What is an expungement and will it stop employers from seeing my conviction?

An “expungement” is a dismissal of the conviction after the conviction takes place. So, after all of your convictions are dismissed, you are legally allowed to say you have no convictions.


Expungement does not

  • give you back the right to have firearms. 
  • prevent the dismissed conviction from being used as a “prior” to increase punishment if you are prosecuted for another offense. 
  • prevent the U.S. government from considering the conviction for immigration purposes, with limited exceptions
  • change a requirement that you register as a sex offender. 
  • give you the right to drive if your driver’s license was taken away.


Who can see my convictions?

When your conviction is dismissed, it is not removed from your criminal record held by the California Department of Justice, but the record will show that your conviction was dismissed. 


Many public employers will likely be able to see your conviction, but will also see that it has been expunged. These are jobs that are for the government or require a government-issued license, certificate permit, government contract, or security clearance.  Non-government (private) employers for jobs that involve some work in hospitals, with children, or the elderly may also be able to see your conviction and whether it was expunged.


Rule of “thumb”: If you have to get fingerprinted (including your thumb) for the job, the employer will probably see your convictions and expungements. For these jobs, because the employer may see the convictions, some people find it helpful to mention the convictions and how their lives changed for the better if asked about their conviction history.

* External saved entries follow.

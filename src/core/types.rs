use serde::Serialize;
use thiserror::Error;

pub const DEFAULT_REINVEST_THRESHOLD: f64 = 1_000_000.0;

#[derive(Debug, Error, Clone, PartialEq)]
pub enum ProjectionError {
    #[error("invalid parameter {field}: {reason}")]
    InvalidParameter { field: &'static str, reason: String },
}

#[derive(Debug, Clone, Copy, PartialEq, Serialize)]
#[serde(rename_all = "camelCase")]
pub struct ProjectionParameters {
    pub initial_capital: f64,
    pub annual_interest_rate_percent: f64,
    /// Added to capital at the start of every month. Zero disables contributions.
    pub monthly_contribution: f64,
    pub reinvest_threshold: f64,
    pub horizon_months: u32,
}

impl ProjectionParameters {
    pub fn new(initial_capital: f64, annual_interest_rate_percent: f64, horizon_months: u32) -> Self {
        Self {
            initial_capital,
            annual_interest_rate_percent,
            monthly_contribution: 0.0,
            reinvest_threshold: DEFAULT_REINVEST_THRESHOLD,
            horizon_months,
        }
    }

    pub fn with_monthly_contribution(mut self, amount: f64) -> Self {
        self.monthly_contribution = amount;
        self
    }

    pub fn with_reinvest_threshold(mut self, threshold: f64) -> Self {
        self.reinvest_threshold = threshold;
        self
    }

    pub fn validate(&self) -> Result<(), ProjectionError> {
        for (field, value) in [
            ("initial_capital", self.initial_capital),
            ("monthly_contribution", self.monthly_contribution),
        ] {
            if !value.is_finite() || value < 0.0 {
                return Err(ProjectionError::InvalidParameter {
                    field,
                    reason: format!("must be a finite amount >= 0, got {value}"),
                });
            }
        }

        if !self.annual_interest_rate_percent.is_finite() {
            return Err(ProjectionError::InvalidParameter {
                field: "annual_interest_rate_percent",
                reason: format!("must be finite, got {}", self.annual_interest_rate_percent),
            });
        }

        if !self.reinvest_threshold.is_finite() || self.reinvest_threshold <= 0.0 {
            return Err(ProjectionError::InvalidParameter {
                field: "reinvest_threshold",
                reason: format!("must be a finite amount > 0, got {}", self.reinvest_threshold),
            });
        }

        Ok(())
    }
}

#[derive(Debug, Clone, Copy, PartialEq, Serialize)]
#[serde(rename_all = "camelCase")]
pub struct MonthlyRecord {
    pub month: u32,
    pub contribution: f64,
    pub interest_earned: f64,
    /// Whole threshold units moved from the accumulator into capital this month.
    pub reinvested: f64,
    pub capital_after: f64,
    pub accumulated_unreinvested_interest: f64,
}

#[derive(Debug, Clone, Copy, PartialEq, Serialize)]
#[serde(rename_all = "camelCase")]
pub struct ChartPoint {
    pub month: u32,
    pub capital: f64,
}

#[derive(Debug, Clone, Copy, PartialEq, Serialize)]
#[serde(rename_all = "camelCase")]
pub struct ProjectionSummary {
    pub months: u32,
    pub initial_capital: f64,
    pub final_capital: f64,
    pub remaining_accumulated_interest: f64,
    pub total_interest_earned: f64,
    pub total_contributions: f64,
    pub total_reinvested: f64,
}

#[derive(Debug, Clone, PartialEq)]
pub struct ProjectionResult {
    initial_capital: f64,
    records: Vec<MonthlyRecord>,
}

impl ProjectionResult {
    pub(crate) fn new(initial_capital: f64, records: Vec<MonthlyRecord>) -> Self {
        Self {
            initial_capital,
            records,
        }
    }

    pub fn records(&self) -> &[MonthlyRecord] {
        &self.records
    }

    pub fn into_records(self) -> Vec<MonthlyRecord> {
        self.records
    }

    pub fn len(&self) -> usize {
        self.records.len()
    }

    pub fn is_empty(&self) -> bool {
        self.records.is_empty()
    }

    pub fn capital_series(&self) -> Vec<ChartPoint> {
        self.records
            .iter()
            .map(|r| ChartPoint {
                month: r.month,
                capital: r.capital_after,
            })
            .collect()
    }

    pub fn summary(&self) -> ProjectionSummary {
        let (final_capital, remaining) = self
            .records
            .last()
            .map(|r| (r.capital_after, r.accumulated_unreinvested_interest))
            .unwrap_or((self.initial_capital, 0.0));

        ProjectionSummary {
            months: self.records.len() as u32,
            initial_capital: self.initial_capital,
            final_capital,
            remaining_accumulated_interest: remaining,
            total_interest_earned: self.records.iter().map(|r| r.interest_earned).sum(),
            total_contributions: self.records.iter().map(|r| r.contribution).sum(),
            total_reinvested: self.records.iter().map(|r| r.reinvested).sum(),
        }
    }
}
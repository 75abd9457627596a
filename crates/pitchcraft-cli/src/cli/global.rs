use clap::ValueEnum;
use pitchcraft_config::DefaultFormat;

/// Shared output mode across all commands.
#[derive(Clone, Copy, Debug, Eq, PartialEq, ValueEnum)]
pub enum OutputFormat {
    Text,
    Json,
    Raw,
}

impl From<DefaultFormat> for OutputFormat {
    fn from(value: DefaultFormat) -> Self {
        match value {
            DefaultFormat::Text => Self::Text,
            DefaultFormat::Json => Self::Json,
            DefaultFormat::Raw => Self::Raw,
        }
    }
}

/// Global flags available before or after subcommands.
#[derive(Clone, Debug)]
pub struct GlobalFlags {
    /// Resolved output format (flag, else config default).
    pub format: OutputFormat,
    pub quiet: bool,
}
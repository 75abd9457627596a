//! Cross-cutting error types for Pitchcraft.
//!
//! Configuration errors live in `pitchcraft-config`. The CLI converges
//! everything into `anyhow::Error`.

use thiserror::Error;

/// Errors that can be raised by any Pitchcraft crate.
#[derive(Debug, Error)]
pub enum CoreError {
    /// Input failed the minimal form checks.
    #[error("Validation error: {0}")]
    Validation(String),

    /// An industry tag outside the fixed set was supplied.
    #[error("Unknown industry: {0}")]
    UnknownIndustry(String),

    /// A section id outside the fixed set was supplied.
    #[error("Unknown section: {0}")]
    UnknownSection(String),
}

Most other private employers do background checks themselves or use a background check company. Those background checks generally cannot show dismissed misdemeanor convictions or convictions older than 7 years.


What can an employer do with my convictions?

Many public and private employers cannot hold an expunged conviction against you, even if they can see it. Many employers cannot even ask about your criminal record until after offering you a job. However, these rules do not apply to employers required by law to ask about your record or employers with less than 5 employees. Even if your conviction has not been dismissed, there are laws that may limit how an employer can consider your conviction. 


If the employer is going to use information in your criminal record against you, they should usually give you a copy of the record and at least 5 business days to let them know about wrong information in the record, to give them information showing you are rehabilitated, or to provide other information showing why you should still be hired.